[[ Input, beginning ]]

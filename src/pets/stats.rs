//! List Cache Statistics
//!
//! Tracks hits, misses and namespace invalidations on the pet list path.

use std::sync::atomic::{AtomicU64, Ordering};

use serde::Serialize;

// == Listing Stats ==
/// Lock-free counters shared by concurrent list reads.
#[derive(Debug, Default)]
pub struct ListingStats {
    hits: AtomicU64,
    misses: AtomicU64,
    invalidations: AtomicU64,
}

/// Point-in-time copy of [`ListingStats`].
#[derive(Debug, Clone, Copy, Default, PartialEq, Serialize)]
pub struct StatsSnapshot {
    pub hits: u64,
    pub misses: u64,
    pub invalidations: u64,
}

impl ListingStats {
    pub fn new() -> Self {
        Self::default()
    }

    // == Record Hit ==
    pub fn record_hit(&self) {
        self.hits.fetch_add(1, Ordering::Relaxed);
    }

    // == Record Miss ==
    pub fn record_miss(&self) {
        self.misses.fetch_add(1, Ordering::Relaxed);
    }

    // == Record Invalidation ==
    pub fn record_invalidation(&self) {
        self.invalidations.fetch_add(1, Ordering::Relaxed);
    }

    // == Snapshot ==
    pub fn snapshot(&self) -> StatsSnapshot {
        StatsSnapshot {
            hits: self.hits.load(Ordering::Relaxed),
            misses: self.misses.load(Ordering::Relaxed),
            invalidations: self.invalidations.load(Ordering::Relaxed),
        }
    }
}

impl StatsSnapshot {
    // == Hit Rate ==
    /// Returns hits / (hits + misses), or 0.0 if no reads have been made.
    pub fn hit_rate(&self) -> f64 {
        let total = self.hits + self.misses;
        if total == 0 {
            0.0
        } else {
            self.hits as f64 / total as f64
        }
    }
}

[[ Input, end ]]

Lines of the data above that include the string "Relaxed" must each be copied.

        self.hits.fetch_add(1, Ordering::Relaxed);
        self.misses.fetch_add(1, Ordering::Relaxed);
        self.invalidations.fetch_add(1, Ordering::Relaxed);
            hits: self.hits.load(Ordering::Relaxed),
            misses: self.misses.load(Ordering::Relaxed),
            invalidations: self.invalidations.load(Ordering::Relaxed),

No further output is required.